JQuery validation character minumum

I don't know what I'm doing wrong but basically this is what I have.

JQuery:

$(document).ready(function(){
 $('form#status_form').submit(function(){ 
         var statusV = $('input#status_updated2').val();
         if(statusV.length > 255)
         {
         $('em#statusError').fadeIn().fadeOut(5000);
         }
         else
         {
        //do cool stuff

        }
    }); 
});

The HTML form that it's pulling from:

<em style="display:none;"id="statusError">*NO MORE THAN 255 CHARACTERS</em>
<form id="status_form" name="status_form">
<input type="text" id="status_updated2"  size="57" />
</form>

If I enter way more that 255 characters the error message won't come up like it should and the fnctions in the "else" statement go through. What am I missing?

Upvotes: 0

Views: 318

Answers (4)

imwilsonxu
imwilsonxu

Reputation: 3002

The logic is fine. But you might forget to call e.preventDefault() to prevent the #status_form from submitting, which breaks the statusError message.

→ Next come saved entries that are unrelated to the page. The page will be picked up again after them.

/// Returns `signal` resampled by `interp_rate / decimate_rate` through `taps`.
///
/// # Errors
/// Returns an error if `taps` is empty or either rate is zero.
pub fn resample<T: RealFloat>(
    signal: &RealBuffer<T>,
    interp_rate: usize,
    decimate_rate: usize,
    taps: &RealBuffer<T>,
) -> BufferResult<RealBuffer<T>> {
    let mut out = signal.clone();
    out.resample(interp_rate, decimate_rate, taps)?;
    Ok(out)
}

#[cfg(test)]
mod tests {
    use super::*;

    fn ramp() -> RealBuffer<f64> {
        RealBuffer::from_slice(&[1.0, 0.0, -1.0, -2.0, -3.0, -4.0, -5.0, -6.0, -7.0])
    }

    fn taps() -> RealBuffer<f64> {
        RealBuffer::from_slice(&[1.0, 2.0, 3.0, 4.0, 5.0])
    }

    /// Direct full convolution used as the reference for the kernel.
    fn full_conv(x: &[f64], h: &[f64]) -> Vec<f64> {
        let mut out = vec![0.0; x.len() + h.len() - 1];
        for (j, &xj) in x.iter().enumerate() {
            for (i, &hi) in h.iter().enumerate() {
                out[i + j] += xj * hi;
            }
        }
        out
    }

    #[test]
    fn test_conv_full() {
        let mut signal = ramp();
        signal.conv(&taps(), ConvMode::Full).unwrap();
        assert_eq!(
            signal.to_vec(),
            vec![
                1.0, 2.0, 2.0, 0.0, -5.0, -20.0, -35.0, -50.0, -65.0, -72.0, -70.0, -58.0, -35.0
            ]
        );
    }

    #[test]
    fn test_conv_trimmed_keeps_central_samples() {
        let trimmed = conv(&ramp(), &taps(), ConvMode::Trimmed).unwrap();
        assert_eq!(
            trimmed.to_vec(),
            vec![2.0, 0.0, -5.0, -20.0, -35.0, -50.0, -65.0, -72.0, -70.0]
        );

        let even_taps = RealBuffer::from_slice(&[1.0, 2.0, 3.0, 4.0]);
        let trimmed = conv(&ramp(), &even_taps, ConvMode::Trimmed).unwrap();
        assert_eq!(
            trimmed.to_vec(),
            vec![2.0, 2.0, 0.0, -10.0, -20.0, -30.0, -40.0, -50.0, -52.0]
        );
    }

    #[test]
    fn test_conv_leaves_taps_untouched() {
        let taps = taps();
        let mut signal = ramp();
        signal.conv(&taps, ConvMode::Full).unwrap();
        assert_eq!(taps.to_vec(), vec![1.0, 2.0, 3.0, 4.0, 5.0]);
    }

    #[test]
    fn test_decimate() {
        let mut signal = ramp();
        signal.decimate(3, &taps()).unwrap();
        assert_eq!(signal.to_vec(), vec![1.0, 0.0, -35.0, -72.0, -35.0]);
        assert_eq!(Some(signal.len()), decimate_output_len(9, 5, 3));
    }

    #[test]
    fn test_decimate_matches_subsampled_conv() {
        let full = full_conv(&ramp().to_vec(), &taps().to_vec());
        for rate in 1..=14 {
            let decimated = decimate(&ramp(), rate, &taps()).unwrap();
            let expected: Vec<f64> = full.iter().copied().step_by(rate).collect();
            assert_eq!(decimated.to_vec(), expected, "rate {rate}");
        }
    }

    #[test]
    fn test_interp() {
        let interpolated = interp(&ramp(), 3, &taps()).unwrap();
        assert_eq!(
            interpolated.to_vec(),
            vec![
                1.0, 2.0, 3.0, 4.0, 5.0, 0.0, -1.0, -2.0, -3.0, -6.0, -9.0, -6.0, -11.0, -16.0,
                -9.0, -16.0, -23.0, -12.0, -21.0, -30.0, -15.0, -26.0, -37.0, -18.0, -31.0,
                -44.0, -21.0, -28.0, -35.0
            ]
        );
        assert_eq!(interpolated.len(), 9 * 3 + 5 - 3);
    }

    #[test]
    #[cfg(feature = "editing")]
    fn test_interp_matches_upsample_then_conv() {
        use crate::operations::editing;

        let signal = RealBuffer::from_slice(&[1.0, 2.0]);
        for rate in 1..=7 {
            let stuffed = editing::upsample(&signal, rate, 0).unwrap();
            let full = full_conv(&stuffed.to_vec(), &taps().to_vec());
            let out = interp(&signal, rate, &taps()).unwrap();
            assert_eq!(Some(out.len()), interp_output_len(2, 5, rate));
            assert_eq!(out.to_vec(), full[..out.len()].to_vec(), "rate {rate}");
        }
    }

    #[test]
    fn test_resample() {
        let mut signal = ramp();
        signal.resample(3, 2, &taps()).unwrap();
        assert_eq!(
            signal.to_vec(),
            vec![
                1.0, 3.0, 5.0, -1.0, -3.0, -9.0, -11.0, -9.0, -23.0, -21.0, -15.0, -37.0, -31.0,
                -21.0, -35.0
            ]
        );
        assert_eq!(Some(signal.len()), resample_output_len(9, 5, 3, 2));
    }

    #[test]
    fn test_resample_unit_rates_is_conv() {
        let resampled = resample(&ramp(), 1, 1, &taps()).unwrap();
        let convolved = conv(&ramp(), &taps(), ConvMode::Full).unwrap();
        assert_eq!(resampled, convolved);
    }

    #[test]
    fn test_single_tap_identity() {
        let unit = RealBuffer::from_slice(&[1.0]);
        assert_eq!(conv(&ramp(), &unit, ConvMode::Full).unwrap(), ramp());
        assert_eq!(conv(&ramp(), &unit, ConvMode::Trimmed).unwrap(), ramp());
    }

    #[test]
    fn test_empty_taps_rejected() {
        let empty = RealBuffer::<f64>::zeros(0);
        let mut signal = ramp();
        assert_eq!(
            signal.conv(&empty, ConvMode::Full).unwrap_err(),
            BufferError::EmptyTaps { operation: "conv" }
        );
        assert!(decimate(&ramp(), 2, &empty).is_err());
        assert!(interp(&ramp(), 2, &empty).is_err());
        assert!(resample(&ramp(), 2, 3, &empty).is_err());
        assert_eq!(signal, ramp());
    }

    #[test]
    fn test_zero_rate_rejected() {
        assert_eq!(
            decimate(&ramp(), 0, &taps()).unwrap_err(),
            BufferError::InvalidRate {
                operation: "decimate",
                parameter: "rate",
                value: 0
            }
        );
        assert!(matches!(
            interp(&ramp(), 0, &taps()),
            Err(BufferError::InvalidRate { .. })
        ));
        assert!(matches!(
            resample(&ramp(), 3, 0, &taps()),
            Err(BufferError::InvalidRate {
                parameter: "decimate_rate",
                ..
            })
        ));
    }

    #[test]
    fn test_empty_signal_stays_empty() {
        let empty = RealBuffer::<f64>::zeros(0);
        assert!(conv(&empty, &taps(), ConvMode::Full).unwrap().is_empty());
        assert!(conv(&empty, &taps(), ConvMode::Trimmed).unwrap().is_empty());
        assert!(decimate(&empty, 2, &taps()).unwrap().is_empty());
        assert!(interp(&empty, 2, &taps()).unwrap().is_empty());
        assert!(resample(&empty, 3, 2, &taps()).unwrap().is_empty());
    }

    #[test]
    fn test_output_len_helpers() {
        assert_eq!(conv_output_len(9, 5), Some(13));
        assert_eq!(conv_output_len(0, 5), Some(0));
        assert_eq!(decimate_output_len(9, 5, 3), Some(5));
        assert_eq!(decimate_output_len(9, 5, 0), Some(0));
        assert_eq!(interp_output_len(9, 5, 3), Some(29));
        assert_eq!(interp_output_len(2, 2, 4), Some(6));
        assert_eq!(resample_output_len(9, 5, 3, 2), Some(15));
    }

    #[test]
    fn test_output_len_overflow() {
        assert_eq!(conv_output_len(usize::MAX, 2), None);
        assert_eq!(interp_output_len(9, 5, usize::MAX), None);
        assert_eq!(interp_output_len(2, usize::MAX, usize::MAX / 2 + 1), None);
        assert_eq!(resample_output_len(9, 5, usize::MAX, 2), None);
        // A single sample never multiplies the rate
        assert_eq!(interp_output_len(1, 5, usize::MAX), Some(5));
    }

    #[test]
    fn test_overflowing_rate_is_an_error() {
        let mut signal = ramp();
        assert!(matches!(
            signal.interp(usize::MAX, &taps()),
            Err(BufferError::InvalidParameter(_))
        ));
        assert!(matches!(
            resample(&ramp(), usize::MAX / 4, 3, &taps()),
            Err(BufferError::InvalidParameter(_))
        ));
        assert_eq!(signal, ramp());
    }
}
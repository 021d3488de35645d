//! Buffer operations and transformations.
//!
//! This module provides the operation layers of the crate as focused
//! traits implemented for [`RealBuffer`](crate::RealBuffer). Each layer sits
//! behind a Cargo feature of the same name.
//!
//! ## Module Organization
//!
//! - [`traits`] - Core trait definitions
//! - [`types`] - Supporting types and enums
//! - [`statistics`] - Statistical reductions (mean, var, median, extrema)
//! - [`processing`] - Elementwise math (abs, exp, log, pow, saturate)
//! - [`editing`] - Structural transforms (reverse, rotate, resize, upsample, diff)
//! - [`filtering`] - FIR convolution, decimation, interpolation and resampling
//!
//! Trait methods mutate the buffer in place. Each implementation module also
//! exports free functions of the same names that leave their input untouched
//! and return a new buffer.
//!
//! ## Quick Start
//!
//! ```rust
//! use dsp_buffer::{RealBuffer, operations::*};
//!
//! # fn example() -> Result<(), Box<dyn std::error::Error>> {
//! let mut signal = RealBuffer::from_slice(&[1.0f64, 3.0, 5.0, 7.12, 2.0, 4.0, 6.0, 8.0]);
//!
//! // Statistical analysis
//! let centre = signal.median()?;
//! let spread = signal.std_dev()?;
//!
//! // In-place transforms chain
//! signal.abs().saturate(6.0);
//!
//! // Filtering replaces the contents
//! let taps = RealBuffer::from_slice(&[0.25, 0.5, 0.25]);
//! signal.decimate(2, &taps)?;
//! assert_eq!(signal.len(), 5);
//! # let _ = (centre, spread);
//! # Ok(())
//! # }
//! # example().unwrap();
//! ```

pub mod traits;
pub mod types;

#[cfg(feature = "editing")]
pub mod editing;
#[cfg(feature = "filtering")]
pub mod filtering;
#[cfg(feature = "processing")]
pub mod processing;
#[cfg(feature = "statistics")]
pub mod statistics;

// Re-export main traits for convenience
pub use traits::{BufferEditing, BufferFiltering, BufferProcessing, BufferStatistics};

// Re-export supporting types
pub use types::{ConvMode, Extremum};
//! Buffer comparison and similarity utilities.
//!
//! Floating-point results of the statistics and filtering layers rarely
//! match a reference bit for bit. These helpers compare buffers within a
//! tolerance that is absolute near zero and relative for large magnitudes.

use crate::{BufferError, BufferResult, RealBuffer, RealFloat};

/// Returns true if `a` and `b` differ by at most `tolerance`, scaled by the
/// larger magnitude once that exceeds one.
pub fn samples_close<T: RealFloat>(a: T, b: T, tolerance: T) -> bool {
    if a == b {
        return true;
    }
    let scale = T::one().max(a.abs()).max(b.abs());
    (a - b).abs() <= tolerance * scale
}

/// Returns true if both buffers have the same length and every pair of
/// samples satisfies [`samples_close`].
///
/// A length mismatch is simply "not equal", never an error.
pub fn approx_equal<T: RealFloat>(a: &RealBuffer<T>, b: &RealBuffer<T>, tolerance: T) -> bool {
    a.len() == b.len()
        && a
            .iter()
            .zip(b.iter())
            .all(|(&x, &y)| samples_close(x, y, tolerance))
}

/// Largest absolute sample difference between two equal-length buffers.
///
/// # Errors
/// Returns [`BufferError::SizeMismatch`] if the lengths differ.
pub fn max_abs_difference<T: RealFloat>(a: &RealBuffer<T>, b: &RealBuffer<T>) -> BufferResult<T> {
    if a.len() != b.len() {
        return Err(BufferError::SizeMismatch {
            operation: "max_abs_difference",
            left: a.len(),
            right: b.len(),
        });
    }
    Ok(a
        .iter()
        .zip(b.iter())
        .fold(T::zero(), |worst, (&x, &y)| worst.max((x - y).abs())))
}

#[cfg(test)]
mod tests {
    use super::*;

    #[test]
    fn test_samples_close_scales_with_magnitude() {
        assert!(samples_close(0.0f64, 1e-9, 1e-8));
        assert!(!samples_close(0.0f64, 1e-7, 1e-8));
        // 1e-9 apart at magnitude 3000 is within a relative 1e-8
        assert!(samples_close(2980.95798704f64, 2980.957987041, 1e-8));
        assert!(samples_close(f64::INFINITY, f64::INFINITY, 1e-8));
    }

    #[test]
    fn test_approx_equal_requires_same_length() {
        let a = RealBuffer::from_slice(&[1.0f64, 2.0]);
        let b = RealBuffer::from_slice(&[1.0f64, 2.0, 3.0]);
        assert!(!approx_equal(&a, &b, 1e-6));
        assert!(approx_equal(&a, &a.clone(), 0.0));
    }

    #[test]
    fn test_max_abs_difference() {
        let a = RealBuffer::from_slice(&[1.0f64, 2.0, 3.0]);
        let b = RealBuffer::from_slice(&[1.5f64, 2.0, 1.0]);
        assert_eq!(max_abs_difference(&a, &b).unwrap(), 2.0);
        assert!(max_abs_difference(&a, &RealBuffer::zeros(2)).is_err());
    }
}
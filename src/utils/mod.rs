//! Utility helpers that sit beside the core buffer operations.

pub mod comparison;
//! Centralized error-to-response mapping for the HTTP layer.
//!
//! Handlers never serialize errors themselves; every failure is forwarded
//! here and rendered into the uniform `{success: false, error: {...}}`
//! envelope.

use axum::{
    http::StatusCode,
    response::{IntoResponse, Response},
    Json,
};
use serde::Serialize;
use serde_json::json;
use thiserror::Error;
use uuid::Uuid;

/// Error payload nested inside the failure envelope
#[derive(Debug, Serialize)]
pub struct ErrorBody {
    pub message: String,
    #[serde(skip_serializing_if = "Option::is_none")]
    pub code: Option<String>,
    #[serde(skip_serializing_if = "Option::is_none")]
    pub detail: Option<String>,
}

/// Application error types that map to HTTP responses
#[derive(Error, Debug)]
pub enum AppError {
    /// Caller-correctable fault: missing or invalid input, absent record,
    /// or a write that reported no effect. Always maps to 400.
    #[error("{message}")]
    Validation { message: String },

    /// Operational error carrying an explicit status
    #[error("{message}")]
    Status {
        status: StatusCode,
        message: String,
    },

    #[error(transparent)]
    Internal(#[from] anyhow::Error),
}

impl AppError {
    /// Create a validation error
    pub fn validation(message: impl Into<String>) -> Self {
        Self::Validation {
            message: message.into(),
        }
    }

    /// Create an operational error with an explicit status code
    pub fn with_status(status: StatusCode, message: impl Into<String>) -> Self {
        Self::Status {
            status,
            message: message.into(),
        }
    }
}

impl From<sqlx::Error> for AppError {
    fn from(err: sqlx::Error) -> Self {
        Self::Internal(anyhow::Error::new(err))
    }
}

/// Render a failure envelope with the given status
pub fn error_response(status: StatusCode, body: ErrorBody) -> Response {
    (status, Json(json!({ "success": false, "error": body }))).into_response()
}

impl IntoResponse for AppError {
    fn into_response(self) -> Response {
        let error_id = Uuid::new_v4();

        let (status, message, detail) = match self {
            AppError::Validation { message } => (StatusCode::BAD_REQUEST, message, None),
            AppError::Status { status, message } => (status, message, None),
            AppError::Internal(err) => {
                // Hide internals outside development builds.
                let detail = if cfg!(debug_assertions) {
                    Some(format!("{err:#}"))
                } else {
                    None
                };
                (
                    StatusCode::INTERNAL_SERVER_ERROR,
                    "Internal Server Error".to_string(),
                    detail,
                )
            }
        };

        tracing::error!(
            error_id = %error_id,
            status_code = status.as_u16(),
            message = %message,
            "request failed"
        );

        error_response(
            status,
            ErrorBody {
                message,
                code: None,
                detail,
            },
        )
    }
}
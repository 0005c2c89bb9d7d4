pub mod books;
pub mod health;

use sqlx::PgPool;

use bookstore_kernel::settings::Settings;
use bookstore_kernel::ModuleRegistry;

/// Register all application modules with the registry
pub fn register_all(registry: &mut ModuleRegistry, pool: PgPool, settings: &Settings) {
    registry.register(health::create_module(settings.environment.clone()));
    registry.register(books::create_module(pool));
}
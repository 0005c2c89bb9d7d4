use anyhow::Context;
use std::sync::Arc;

use crate::module::{InitCtx, Module};

/// Registry owning every module and driving its lifecycle
pub struct ModuleRegistry {
    modules: Vec<Arc<dyn Module>>,
}

impl ModuleRegistry {
    /// Create a new module registry
    pub fn new() -> Self {
        Self {
            modules: Vec::new(),
        }
    }

    /// Register a module with the registry
    pub fn register(&mut self, module: Arc<dyn Module>) {
        self.modules.push(module);
    }

    /// Get all registered modules in registration order
    pub fn modules(&self) -> &[Arc<dyn Module>] {
        &self.modules
    }

    /// Get a module by name
    pub fn get_module(&self, name: &str) -> Option<&Arc<dyn Module>> {
        self.modules.iter().find(|module| module.name() == name)
    }

    /// Initialize modules in registration order
    pub async fn init_all(&self, ctx: &InitCtx<'_>) -> anyhow::Result<()> {
        tracing::info!("initializing {} modules", self.modules.len());

        for module in &self.modules {
            tracing::info!(module = module.name(), "initializing module");

            module
                .init(ctx)
                .await
                .with_context(|| format!("failed to initialize module '{}'", module.name()))?;
        }

        Ok(())
    }

    /// Start modules after migrations have been applied
    pub async fn start_all(&self, ctx: &InitCtx<'_>) -> anyhow::Result<()> {
        for module in &self.modules {
            tracing::info!(module = module.name(), "starting module");

            module
                .start(ctx)
                .await
                .with_context(|| format!("failed to start module '{}'", module.name()))?;
        }

        Ok(())
    }

    /// Stop modules in reverse registration order
    pub async fn stop_all(&self) -> anyhow::Result<()> {
        for module in self.modules.iter().rev() {
            tracing::info!(module = module.name(), "stopping module");

            module
                .stop()
                .await
                .with_context(|| format!("failed to stop module '{}'", module.name()))?;
        }

        Ok(())
    }

    /// Collect all migrations from all modules
    pub fn collect_migrations(&self) -> Vec<(String, crate::module::Migration)> {
        let mut migrations = Vec::new();

        for module in &self.modules {
            for migration in module.migrations() {
                migrations.push((module.name().to_string(), migration));
            }
        }

        // Sort by module name and migration ID for deterministic ordering
        migrations.sort_by(|a, b| a.0.cmp(&b.0).then_with(|| a.1.id.cmp(b.1.id)));

        migrations
    }
}

impl Default for ModuleRegistry {
    fn default() -> Self {
        Self::new()
    }
}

 $('form#status_form').submit(function(e){
    ...
    $('em#statusError').fadeIn().fadeOut(5000);
    e.preventDefault();

Upvotes: 1

Ben Simpson
Ben Simpson

Reputation: 4049

You most likely need to capture the default form submit event. Try:

$('form#status_form').submit(function(evt){
  evt.preventDefault();    
  ...
}

Upvotes: 1

user719958
user719958

Reputation:

The reason you're not seeing the message is that you're not preventing the default action (form submission) from occurring if there's an error. You can stop this like so:

$(document).ready(function(){
     $('form#status_form').submit(function(event){ 
         var statusV = $('input#status_updated2').val();
         if(statusV.length > 255)
         {
             event.preventDefault(); // stop the form submitting if there's an error.
             $('em#statusError').fadeIn().fadeOut(5000);
         }
         else
         {
            //do cool stuff
         }
     }); 
});

See the jsfiddle here for a working example.

Upvotes: 1

Jasper
Jasper

Reputation: 76003

How about binding to the keydown event and returning false if there are already too many characters:

$('input[type="text"]').on('keydown', function (event) {

    //check if the character limit has already been reached, but always allow backspace key strokes and delete key strokes
    if (this.value.length >= 255 && event.which != 8 && event.which != 46) {

        //this will stop the current key stroke from being added to the value of the input
        return false;
    }
});

Here is a demo: http://jsfiddle.net/5yRK2/

event.which != 8 && event.which != 46 --> this allows the backspace and delete keys to do their thing (since they remove characters instead of add them).